Der Essayfilm ist die geheime Königsdisziplin der Filmkunst: befreit von narrativen Korsetts, von generischen Strukturen und designter Fiktionalität erlaubt er es dem Filmkünstler, eine ganz persönlich Vision du Monde zu entfalten. Essayfilme sind subjektiv, meditativ, überbordend, sprunghaft, mitunter irritierend. Von Jean-Luc Godard bis Alexander Kluge, von Alain Resnais bis Chris Marker hat sich der Essayfilm bereits früh in der filmhistorischen Moderne etabliert und ist nie verschunden. vermutlich, weil er nie in Mode war...

MÜNCHEN - GEHEIMNISSE EINER STADT von Dominik Graf, jenem großen Genresolitär des deutschen Films (und Fernsehens), und Michael Althen, dem viel zu früh verstorbenen Stilisten der deutschen Filmkritik, ist eines jener eindrucksvollen Ausnahmewerke, die aus ganz persönlichen Bedürfnissen geboren werden und in weitgehender Unabhängigkeit von kommerziellen Zwängen gedeihen konnten. MÜNCHEN ist eine Meditation über die titelgebende Stadt, über ihre Geschichte und ihre unbekannte Seite - aber auch eine Reflexion der persönlichen Geschichte der beiden Filmemacher, die mit nachdenklichem Duktus Autobiografie und Imagination verflechten.

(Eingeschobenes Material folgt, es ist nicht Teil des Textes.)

//! Persistence of games and their cards.
//!
//! The engine treats the store as the source of truth. A live game actor
//! holds a copy of its record, but every change is committed here before
//! the actor applies it, so a game can be dropped from memory at any time
//! and loaded back later with [`GameStore::load_game`].
//!
//! Game ids come from the store too. A registry started against a store
//! that already holds games must not hand out an id that is taken.

use std::collections::HashMap;
use std::future::Future;
use std::sync::atomic::{AtomicU64, Ordering};

use bingo_protocol::{Card, Game, GameId};
use serde::{Deserialize, Serialize};
use tokio::sync::RwLock;

use crate::{GameSettings, StoreError};

/// Everything needed to bring a game back to life.
#[derive(Debug, Clone, PartialEq, Eq, Serialize, Deserialize)]
pub struct StoredGame {
    pub game: Game,
    pub settings: GameSettings,
    pub cards: Vec<Card>,
}

/// Durable record of games.
///
/// `commit` must write the game record and the given card records as
/// one unit: either all of them land or none do.
pub trait GameStore: Send + Sync + 'static {
    /// Reserves an id no stored game uses. Ids are never handed out twice.
    fn next_game_id(&self) -> impl Future<Output = Result<GameId, StoreError>> + Send;

    /// Stores a newly created game.
    ///
    /// # Errors
    /// [`StoreError::AlreadyExists`] if the id is taken.
    fn insert_game(&self, stored: &StoredGame) -> impl Future<Output = Result<(), StoreError>> + Send;

    /// Loads a game with its settings and cards, or `None`.
    fn load_game(
        &self,
        game_id: GameId,
    ) -> impl Future<Output = Result<Option<StoredGame>, StoreError>> + Send;

    /// Replaces the game record and upserts `cards` atomically.
    fn commit(&self, game: &Game, cards: &[Card]) -> impl Future<Output = Result<(), StoreError>> + Send;
}

/// A [`GameStore`] kept in process memory.
#[derive(Debug)]
pub struct InMemoryGameStore {
    games: RwLock<HashMap<GameId, StoredGame>>,
    /// Always past the highest id inserted or reserved.
    next_id: AtomicU64,
}

impl Default for InMemoryGameStore {
    fn default() -> Self {
        Self {
            games: RwLock::default(),
            next_id: AtomicU64::new(1),
        }
    }
}

impl InMemoryGameStore {
    pub fn new() -> Self {
        Self::default()
    }

    pub async fn len(&self) -> usize {
        self.games.read().await.len()
    }

    pub async fn is_empty(&self) -> bool {
        self.games.read().await.is_empty()
    }
}

impl GameStore for InMemoryGameStore {
    async fn next_game_id(&self) -> Result<GameId, StoreError> {
        Ok(GameId(self.next_id.fetch_add(1, Ordering::Relaxed)))
    }

    async fn insert_game(&self, stored: &StoredGame) -> Result<(), StoreError> {
        let mut games = self.games.write().await;
        let id = stored.game.id;
        if games.contains_key(&id) {
            return Err(StoreError::AlreadyExists(id));
        }
        self.next_id.fetch_max(id.0 + 1, Ordering::Relaxed);
        games.insert(id, stored.clone());
        Ok(())
    }

    async fn load_game(&self, game_id: GameId) -> Result<Option<StoredGame>, StoreError> {
        Ok(self.games.read().await.get(&game_id).cloned())
    }

    async fn commit(&self, game: &Game, cards: &[Card]) -> Result<(), StoreError> {
        let mut games = self.games.write().await;
        let stored = games
            .get_mut(&game.id)
            .ok_or(StoreError::NotFound(game.id))?;

        stored.game = game.clone();
        for card in cards {
            match stored.cards.iter_mut().find(|c| c.id == card.id) {
                Some(existing) => *existing = card.clone(),
                None => stored.cards.push(card.clone()),
            }
        }
        Ok(())
    }
}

MÜNCHEN ist - wie die frühen Filme von Resnais - auch ein Film über Erinnern und Vergessen, über die Flüchtigkeit der Zeit, über die Zeit selbst - das vielschichtige Dokument zweier fast symbiotischer künstlerischer Sensibilitäten, die untrennbar mit der Heimatstadt verknüpft bleiben - auch wenn Althen später nach Berlin zog.

Dabei ist der dokumentarische Anteil des Films bewusst kaschiert und geht oft unmerklich in Fiktionen über: Welche Geschichte würde ein Geldschein erzählen, wenn er sprechen könnte (ein klassisches filmisches Sujet)? Wovon träumen Fahrkartenkontrolleurinnen? Was passiert, wenn zwei Männer feststellen, dass sie dieselbe Frau geliebt haben (eine Episode größter kinematographischer Schönheit)? Was erlebt der Junge, der das Dienstmädchen mit ihrem Liebhaber erwischt (auch hier: erotisch fein ziseliert)? Und was hat die Sonnenfinsternis ('l'eclisse') mit alldem zu tun? In mal spröden, mal magisch schönen Bildern erfinden Graf und Althen eine eigene Topographie der alten Stadt. Und bieten dem Zuschauer - so betont es Graf im Begleitessay - Material an, das man selbst neu ordnen kann. Das Unfertige ist von jeher Eigenschaft des Essays (von frz. 'versuchen').

Absolut Medien bringt diesen wichtigen und eindrucksvollen Film nun in einer gelungenen DVD-Edition heraus - mit umfangreichem Booklet, das neben Grafs neuem Kommentar auch ein Tagebuch von Michael Althen enthält.